Okay. And then you already touched on one of my next questions, but it's so you cited, which Mike had cited on the 3Q call, that there was a renewal, a proactive early renewal of a 10,000+ GPU H100 contract, which is one of the earlier generations, and that was done at a 5% discount to the original rate, right?
Yeah.
You're saying that wasn't just kind of anecdotally cherry-picked, that that is.
It's not a one-off. We are consistently close to, if not already, sold out of any of our older generation architecture. I think what I didn't touch on there is there's enormous enterprise demand behind all the IG guys or investment-grade guys as well as our big labs that want to keep active use of those clusters coming up from right behind. And part of the reason for that is H100s have been out longer than the GB200s or GB300s, and therefore the software libraries that support them are bigger and wider, and the engineers at these other companies have more familiarity with them, which is why it's driving a lot of demand towards these older generation GPUs, despite the fact that they may be three or four years out in active use.

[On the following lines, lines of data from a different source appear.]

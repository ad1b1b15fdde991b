//! # Presamples Configuration
//!
//! Settings that control how presamples packages are loaded and how the crate logs.
//!
//! Values are layered: built-in defaults, then an optional TOML file, then
//! `PRESAMPLES_*` environment variables (for example `PRESAMPLES_SEED=42` or
//! `PRESAMPLES_VERIFY_CHECKSUMS=false`).
//!
//! ```rust,no_run
//! use presamples::config::PresamplesConfig;
//!
//! # fn main() -> Result<(), Box<dyn std::error::Error>> {
//! let config = PresamplesConfig::load(Some("presamples.toml".as_ref()))?;
//! println!("verify checksums: {}", config.verify_checksums);
//! # Ok(())
//! # }
//! ```

pub mod error;
pub mod loader;

use crate::package::Seed;
use serde::{Deserialize, Serialize};

pub use error::{ConfigResult, ConfigurationError};

/// Upper bound accepted for `max_metadata_bytes` (256MB)
const METADATA_LIMIT_CEILING: u64 = 256 * 1024 * 1024;

/// Output format of the tracing subscriber
#[derive(Debug, Clone, Copy, PartialEq, Eq, Deserialize, Serialize, Default)]
#[serde(rename_all = "lowercase")]
pub enum LogFormat {
    #[default]
    Pretty,
    Json,
}

/// Root configuration structure
#[derive(Debug, Clone, PartialEq, Deserialize, Serialize)]
#[serde(default)]
pub struct PresamplesConfig {
    /// Overrides the seed stored in every loaded package: an integer or `"sequential"`
    pub seed: Option<Seed>,

    /// Compare file MD5 digests against `datapackage.json` on load
    pub verify_checksums: bool,

    /// Largest `datapackage.json` the loader will read
    pub max_metadata_bytes: u64,

    /// Default filter directive when `RUST_LOG` is unset
    pub log_level: String,

    pub log_format: LogFormat,
}

impl Default for PresamplesConfig {
    fn default() -> Self {
        Self {
            seed: None,
            verify_checksums: true,
            max_metadata_bytes: 10 * 1024 * 1024,
            log_level: "info".to_string(),
            log_format: LogFormat::Pretty,
        }
    }
}

impl PresamplesConfig {
    /// Validate configuration values
    pub fn validate(&self) -> ConfigResult<()> {
        if self.max_metadata_bytes == 0 {
            return Err(ConfigurationError::invalid_value(
                "max_metadata_bytes",
                "0",
                "metadata size limit must be greater than 0",
            ));
        }

        if self.max_metadata_bytes > METADATA_LIMIT_CEILING {
            return Err(ConfigurationError::invalid_value(
                "max_metadata_bytes",
                self.max_metadata_bytes.to_string(),
                format!("metadata size limit cannot exceed {METADATA_LIMIT_CEILING} bytes"),
            ));
        }

        if self.log_level.trim().is_empty() {
            return Err(ConfigurationError::invalid_value(
                "log_level",
                "",
                "log level must not be empty",
            ));
        }

        Ok(())
    }
}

Okay. So then I think the second pillar of sort of investor concerns is the potential for oversupply. So one of the issues I think you already touched on, but does HPC demand wane when clients move from AI training to the inference stage? And then the second part of that is really right now, it is a supply-constrained environment for capacity, but will the need for CoreWeave's capacity be diminished when hyperscalers build up their own vertically integrated facilities? And by the way, we're kind of moving more towards the inference stage.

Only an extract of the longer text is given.